Reading various blogs this weekend, I knew I’d take time for a post entitled I don’t like poetry by Mindful Digressions author Doobster418. Yes, we’ve crossed paths before and while there are many things on which we disagree, I enjoy his posts. With this particular post, I’m duty-bound to address his assertions about poetry!
But first, consider the famous Shakespeare quote in Hamlet. The Prince of Denmark has created a play about a man who killed his brother (the King) in order to marry his brother’s wife and seize his brother’s throne. Hamlet asks his mother Gertrude (who is now married to Hamlet’s throne-seizing uncle) how she liked the play. Gertrude answers by saying (line 179): The lady doth protest too much, methinks. In other words, she’d have been more believable had she been less strident in proclaiming her innocence.

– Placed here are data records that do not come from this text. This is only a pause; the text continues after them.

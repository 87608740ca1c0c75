//! Command-line interface for strictly_gomoku.

use clap::{Parser, Subcommand};
use std::path::PathBuf;

/// Strictly Gomoku - authoritative five-in-a-row match server
#[derive(Parser, Debug)]
#[command(name = "strictly_gomoku")]
#[command(about = "Authoritative Gomoku match server over WebSocket", long_about = None)]
#[command(version)]
pub struct Cli {
    /// Subcommand to run
    #[command(subcommand)]
    pub command: Command,
}

/// Available commands
#[derive(Subcommand, Debug)]
pub enum Command {
    /// Run the match server
    Serve {
        /// Path to a TOML config file
        #[arg(short, long)]
        config: Option<PathBuf>,

        /// Host to bind to (overrides config and environment)
        #[arg(long)]
        host: Option<String>,

        /// Port to bind to (overrides config and environment)
        #[arg(short, long)]
        port: Option<u16>,
    },

    /// Print the default configuration as TOML
    DefaultConfig,
}
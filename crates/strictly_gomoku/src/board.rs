//! Board storage and per-deployment rule constants.

use crate::error::RulesError;
use crate::types::{Piece, Position, Stone};
use derive_getters::Getters;
use serde::{Deserialize, Serialize};
use tracing::instrument;

/// Default board edge length.
pub const DEFAULT_BOARD_SIZE: usize = 15;

/// Default run length needed to win.
pub const DEFAULT_WIN_LENGTH: usize = 5;

/// Largest supported edge length.
pub const MAX_BOARD_SIZE: usize = 1024;

/// Board size and win length, fixed for the lifetime of a deployment.
///
/// Both the board allocation and the win scan bound derive from this one
/// value, so changing it changes them identically.
#[derive(Debug, Clone, Copy, PartialEq, Eq, Hash, Getters, Serialize)]
pub struct Rules {
    /// Edge length N of the N×N board.
    board_size: usize,
    /// Contiguous stones required to win.
    win_length: usize,
}

impl Rules {
    /// Creates validated rules.
    #[instrument]
    pub fn new(board_size: usize, win_length: usize) -> Result<Self, RulesError> {
        if board_size == 0 || board_size > MAX_BOARD_SIZE {
            return Err(RulesError::new(format!(
                "board size must be between 1 and {MAX_BOARD_SIZE}, got {board_size}"
            )));
        }
        if win_length == 0 || win_length > board_size {
            return Err(RulesError::new(format!(
                "win length must be between 1 and {board_size}, got {win_length}"
            )));
        }
        Ok(Self {
            board_size,
            win_length,
        })
    }

    /// Total number of cells (N²).
    pub fn cell_count(&self) -> usize {
        self.board_size * self.board_size
    }
}

impl Default for Rules {
    fn default() -> Self {
        Self {
            board_size: DEFAULT_BOARD_SIZE,
            win_length: DEFAULT_WIN_LENGTH,
        }
    }
}

/// N×N grid of cells in row-major order.
///
/// Out-of-range reads yield [`Piece::Empty`] and out-of-range writes are
/// ignored, so callers never need a bounds check before touching a cell.
#[derive(Debug, Clone, PartialEq, Eq, Hash, Serialize, Deserialize)]
pub struct Board {
    size: usize,
    cells: Vec<Piece>,
}

impl Board {
    /// Creates an empty board.
    pub fn new(size: usize) -> Self {
        Self {
            size,
            cells: vec![Piece::Empty; size * size],
        }
    }

    /// Edge length.
    pub fn size(&self) -> usize {
        self.size
    }

    /// Returns the piece at `pos`, `Empty` when off the board.
    pub fn get(&self, pos: Position) -> Piece {
        pos.to_index(self.size)
            .and_then(|idx| self.cells.get(idx).copied())
            .unwrap_or(Piece::Empty)
    }

    /// Writes `piece` at `pos`. Returns false (and does nothing) off the board.
    pub fn set(&mut self, pos: Position, piece: Piece) -> bool {
        match pos.to_index(self.size).and_then(|idx| self.cells.get_mut(idx)) {
            Some(cell) => {
                *cell = piece;
                true
            }
            None => false,
        }
    }

    /// True when the cell is on the board and unoccupied.
    pub fn is_empty(&self, pos: Position) -> bool {
        pos.in_bounds(self.size) && self.get(pos).is_empty()
    }

    /// Number of cells holding `piece`.
    pub fn count(&self, piece: Piece) -> usize {
        self.cells.iter().filter(|c| **c == piece).count()
    }

    /// Number of stones of `stone` on the board.
    pub fn stones(&self, stone: Stone) -> usize {
        self.count(stone.into())
    }

    /// Number of non-empty cells.
    pub fn occupied(&self) -> usize {
        self.cells.len() - self.count(Piece::Empty)
    }

    /// True when no empty cell remains.
    pub fn is_full(&self) -> bool {
        self.cells.iter().all(|c| !c.is_empty())
    }

    /// All cells in row-major order.
    pub fn cells(&self) -> &[Piece] {
        &self.cells
    }

    /// Formats the board as text, `.` for empty, `X` black, `O` white.
    pub fn display(&self) -> String {
        let mut out = String::with_capacity(self.size * (self.size * 2 + 1));
        for row in self.cells.chunks(self.size.max(1)) {
            let line: Vec<&str> = row
                .iter()
                .map(|piece| match piece {
                    Piece::Empty => ".",
                    Piece::Black => "X",
                    Piece::White => "O",
                })
                .collect();
            out.push_str(&line.join(" "));
            out.push('\n');
        }
        out
    }
}

impl Default for Board {
    fn default() -> Self {
        Self::new(DEFAULT_BOARD_SIZE)
    }
}
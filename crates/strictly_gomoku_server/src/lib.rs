//! Strictly Gomoku server - authoritative matches over WebSocket.
//!
//! # Architecture
//!
//! - **Protocol**: versioned JSON envelopes, unknown message types ignored
//! - **Session**: one match, its roster, and request validation
//! - **Actor**: a tokio task per match so commands apply one at a time
//! - **Registry**: creates matches on demand and drops them once empty
//! - **Host**: axum router upgrading `/matches/{id}/ws` to a WebSocket
//! - **Client**: a mirror that holds the last snapshot and builds requests

#![warn(missing_docs)]
#![forbid(unsafe_code)]

mod actor;
mod cli;
mod client;
mod config;
mod hint;
mod host;
mod protocol;
mod registry;
mod session;

pub use actor::{ConnectionId, Frame, FrameSink, MatchClosed, MatchHandle};
pub use cli::{Cli, Command};
pub use client::ClientView;
pub use config::{ConfigError, DisconnectPolicy, ServerConfig};
pub use hint::{CentreHint, HintProvider, NoHints};
pub use host::{ConnectParams, router};
pub use protocol::{
    ClientRequest, ErrorEvent, HintResponse, MatchOver, MessageKind, PROTOCOL_VERSION,
    ParticipantJoined, ParticipantRequest, PlaceStoneRequest, ProtocolError, ServerEvent,
    StateUpdate, decode_event, decode_request, encode_event, encode_request,
};
pub use registry::MatchRegistry;
pub use session::{MatchId, MatchSession, MatchSettings, Outbound, Participant};
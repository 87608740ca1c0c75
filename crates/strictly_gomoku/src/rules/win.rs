//! Win detection: line scan through the last placed stone.

use crate::board::Board;
use crate::types::{Piece, Position, Stone};
use serde::{Deserialize, Serialize};
use strum::IntoEnumIterator;
use tracing::{debug, instrument};

/// One of the four line directions through a cell.
#[derive(Debug, Clone, Copy, PartialEq, Eq, Hash, Serialize, Deserialize, strum::EnumIter)]
#[serde(rename_all = "camelCase")]
pub enum Axis {
    /// West to east.
    Horizontal,
    /// North to south.
    Vertical,
    /// North-west to south-east.
    Diagonal,
    /// South-west to north-east.
    AntiDiagonal,
}

impl Axis {
    /// Unit step `(d_row, d_col)` in the positive direction.
    pub fn step(self) -> (i32, i32) {
        match self {
            Axis::Horizontal => (0, 1),
            Axis::Vertical => (1, 0),
            Axis::Diagonal => (1, 1),
            Axis::AntiDiagonal => (-1, 1),
        }
    }
}

/// The contiguous run that completed a win.
///
/// Positions are ordered from the negative end of the axis to the positive
/// end, so horizontal and diagonal runs read left to right and vertical runs
/// read top to bottom.
#[derive(Debug, Clone, PartialEq, Eq, Serialize, Deserialize)]
pub struct WinningLine {
    /// Axis the run lies on.
    pub axis: Axis,
    /// The stone that owns the run.
    pub stone: Stone,
    /// The run itself.
    pub positions: Vec<Position>,
}

impl WinningLine {
    /// Number of stones in the run.
    pub fn len(&self) -> usize {
        self.positions.len()
    }

    /// Always false for a detected line; present for API symmetry.
    pub fn is_empty(&self) -> bool {
        self.positions.is_empty()
    }
}

/// Counts matching cells from `origin` along `(d_row, d_col)`, not counting
/// `origin` itself, stopping at the first mismatch or after `limit` steps.
fn run_length(
    board: &Board,
    origin: Position,
    d_row: i32,
    d_col: i32,
    piece: Piece,
    limit: usize,
) -> usize {
    (1..=limit as i32)
        .take_while(|step| board.get(origin.offset(d_row, d_col, *step)) == piece)
        .count()
}

/// Checks whether the stone just placed at `last` completes a run of at
/// least `win_length`.
///
/// Scans at most `win_length - 1` cells each way on every axis, so the cost
/// is independent of board size. Must only be called right after `stone`
/// was placed at `last`; returns `None` if that cell does not hold `stone`.
#[instrument(skip(board), fields(size = board.size()))]
pub fn check_win(
    board: &Board,
    last: Position,
    stone: Stone,
    win_length: usize,
) -> Option<WinningLine> {
    let piece = Piece::from(stone);
    if board.get(last) != piece || win_length == 0 {
        return None;
    }
    let limit = win_length - 1;

    for axis in Axis::iter() {
        let (d_row, d_col) = axis.step();
        let forward = run_length(board, last, d_row, d_col, piece, limit);
        let backward = run_length(board, last, -d_row, -d_col, piece, limit);
        let total = 1 + forward + backward;

        if total >= win_length {
            let start = last.offset(-d_row, -d_col, backward as i32);
            let positions = (0..total as i32)
                .map(|step| start.offset(d_row, d_col, step))
                .collect();
            debug!(?axis, total, %stone, "Winning run found");
            return Some(WinningLine {
                axis,
                stone,
                positions,
            });
        }
    }

    None
}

From personal experience, I acknowledge Doobster418’s steadfast insistence about disliking poetry. However, I must also acknowledge he was something of a collaborator and I will not permit him to escape admitting his contribution. When I first posted my sonnet, Playing Catch, I utilized an incorrect word − fumble − and he pointed out (very kindly) the correct word when referring to baseball was error.

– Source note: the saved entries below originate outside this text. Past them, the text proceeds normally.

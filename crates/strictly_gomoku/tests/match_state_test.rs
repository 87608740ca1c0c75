//! Tests for the match state machine.

use chrono::Utc;
use strictly_gomoku::{
    InvariantSet, MatchErrorKind, MatchInvariants, MatchState, Phase, Placement, Position, Rules,
    Stone,
};

fn started(rules: Rules) -> MatchState {
    let mut state = MatchState::new(rules);
    state.assign_seat("alice");
    state.assign_seat("bob");
    state.start(Utc::now()).expect("both seats filled");
    state
}

/// Colouring of a 15×15 board with no run longer than two on any axis.
fn is_black_cell(row: i32, col: i32) -> bool {
    (col + 2 * row) % 4 < 2
}

#[test]
fn test_turn_follows_move_parity() {
    let mut state = started(Rules::default());
    let plays = [(7, 7), (8, 8), (6, 6), (0, 14), (3, 9), (12, 1), (10, 10)];
    for (row, col) in plays {
        let expected = if state.move_count() % 2 == 0 {
            Stone::Black
        } else {
            Stone::White
        };
        assert_eq!(state.current_player(), expected);
        state
            .place(state.current_player(), Position::new(row, col))
            .expect("legal move");
    }
    assert_eq!(state.move_count(), plays.len());
    assert!(state.is_balanced());
}

#[test]
fn test_rejected_placements_leave_state_unchanged() {
    let mut state = started(Rules::default());
    state.place(Stone::Black, Position::new(7, 7)).unwrap();
    let before = state.clone();

    let err = state.place(Stone::White, Position::new(7, 7)).unwrap_err();
    assert_eq!(err.kind(), &MatchErrorKind::CellOccupied(Position::new(7, 7)));
    assert_eq!(state, before);

    for pos in [Position::new(-1, 0), Position::new(0, 15), Position::new(15, 15)] {
        let err = state.place(Stone::White, pos).unwrap_err();
        assert_eq!(err.kind(), &MatchErrorKind::OutOfBounds(pos));
        assert_eq!(state, before);
    }

    // Replaying a rejection yields the same rejection.
    for _ in 0..3 {
        let err = state.place(Stone::Black, Position::new(0, 0)).unwrap_err();
        assert_eq!(err.kind(), &MatchErrorKind::NotYourTurn(Stone::White));
    }
    assert_eq!(state, before);
}

#[test]
fn test_three_plays_alternate_turns() {
    let mut state = started(Rules::default());
    let mut seen = vec![state.current_player()];
    for (row, col) in [(7, 7), (8, 8), (6, 6)] {
        state.place(state.current_player(), Position::new(row, col)).unwrap();
        seen.push(state.current_player());
    }
    assert_eq!(seen, vec![Stone::Black, Stone::White, Stone::Black, Stone::White]);
    assert_eq!(state.move_count(), 3);
}

#[test]
fn test_top_row_win_reports_line_left_to_right() {
    let mut state = started(Rules::default());
    let mut outcome = Placement::Continue;
    for col in 0..5 {
        outcome = state.place(Stone::Black, Position::new(0, col)).unwrap();
        if col < 4 {
            state.place(Stone::White, Position::new(10, col * 2)).unwrap();
        }
    }
    assert_eq!(state.phase(), Phase::BlackWins);
    let Placement::Won(line) = outcome else {
        panic!("expected a win, got {outcome:?}");
    };
    let expected: Vec<_> = (0..5).map(|col| Position::new(0, col)).collect();
    assert_eq!(line.positions, expected);

    // Terminal phases are absorbing.
    let before = state.clone();
    let err = state.place(Stone::White, Position::new(5, 5)).unwrap_err();
    assert!(matches!(err.kind(), MatchErrorKind::InvalidState(_)));
    assert_eq!(state, before);
}

#[test]
fn test_full_board_without_run_is_draw() {
    let mut state = started(Rules::default());
    let (black, white): (Vec<_>, Vec<_>) = (0..225)
        .map(|idx| Position::from_index(idx, 15))
        .partition(|p| is_black_cell(p.row, p.col));
    assert_eq!(black.len(), white.len() + 1);

    for (i, pos) in black.iter().enumerate() {
        let outcome = state.place(Stone::Black, *pos).unwrap();
        if let Some(w) = white.get(i) {
            assert_eq!(outcome, Placement::Continue);
            state.place(Stone::White, *w).unwrap();
        } else {
            assert_eq!(outcome, Placement::Draw);
        }
    }

    assert_eq!(state.phase(), Phase::Draw);
    assert_eq!(state.move_count(), 225);
    assert!(MatchInvariants::check_all(&state).is_ok());
}

#[test]
fn test_small_rules_diagonal_win() {
    let rules = Rules::new(3, 3).unwrap();
    let mut state = started(rules);
    state.place(Stone::Black, Position::new(0, 0)).unwrap();
    state.place(Stone::White, Position::new(1, 0)).unwrap();
    state.place(Stone::Black, Position::new(1, 1)).unwrap();
    state.place(Stone::White, Position::new(2, 0)).unwrap();
    let outcome = state.place(Stone::Black, Position::new(2, 2)).unwrap();
    assert!(matches!(outcome, Placement::Won(_)));
    assert_eq!(state.phase().winner(), Some(Stone::Black));
}

#[test]
fn test_undo_then_replay_same_cell() {
    let mut state = started(Rules::default());
    state.place(Stone::Black, Position::new(7, 7)).unwrap();
    state.undo(Stone::Black).unwrap();
    assert_eq!(state.move_count(), 0);
    assert_eq!(state.current_player(), Stone::Black);
    assert_eq!(state.last_move(), None);
    state.place(Stone::Black, Position::new(7, 7)).unwrap();
    assert_eq!(state.move_count(), 1);
}

#[test]
fn test_undo_refused_after_win() {
    let mut state = started(Rules::new(5, 3).unwrap());
    state.place(Stone::Black, Position::new(0, 0)).unwrap();
    state.place(Stone::White, Position::new(4, 4)).unwrap();
    state.place(Stone::Black, Position::new(0, 1)).unwrap();
    state.place(Stone::White, Position::new(4, 3)).unwrap();
    state.place(Stone::Black, Position::new(0, 2)).unwrap();
    assert_eq!(state.phase(), Phase::BlackWins);

    let before = state.clone();
    let err = state.undo(Stone::Black).unwrap_err();
    assert!(matches!(err.kind(), MatchErrorKind::InvalidState(_)));
    assert_eq!(state, before);
}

Even before my original post, I realized the word was imprecise. Sure, I could argue the definition; the dictionary defines fumble generally in the sports context as failing “to hold or maintain hold on a ball after having touched or carried it.” While the dictionary definition isn’t exclusive to a specific sport, sports parlance very definitely differentiates a fumble (football) from an error (baseball). Doobster418 was correct insisting on precision. His contribution − collaboration − vastly improved my sonnet!
From Doobster418’s collaboration, we can surmise two things: (1) he does read poetry, at least on occasion and (2) he appreciates precision in language. There might be a third thing implied as well: he enjoys blogging interaction and the opportunity to playfully tweak other bloggers from time to time. (I’ll leave it to him to confirm or deny the foregoing.)
I freely admit my personal enjoyment of the occasional playful tweak. As soon as I read Doobster’s I don’t like poetry post, I went into action. How else would I do so? By composing a poem, of course!
I’m not sure how many words Doobster418’s post contained, but I’m pretty sure I succeeded in communicating his thoughts on the subject with fewer words. And as for my insistence he is one who “protest(s) too much,” I’m beginning to suspect a hidden agenda at play. Is Doobster418 in fact a serious poet we’d all recognize were he to reveal himself?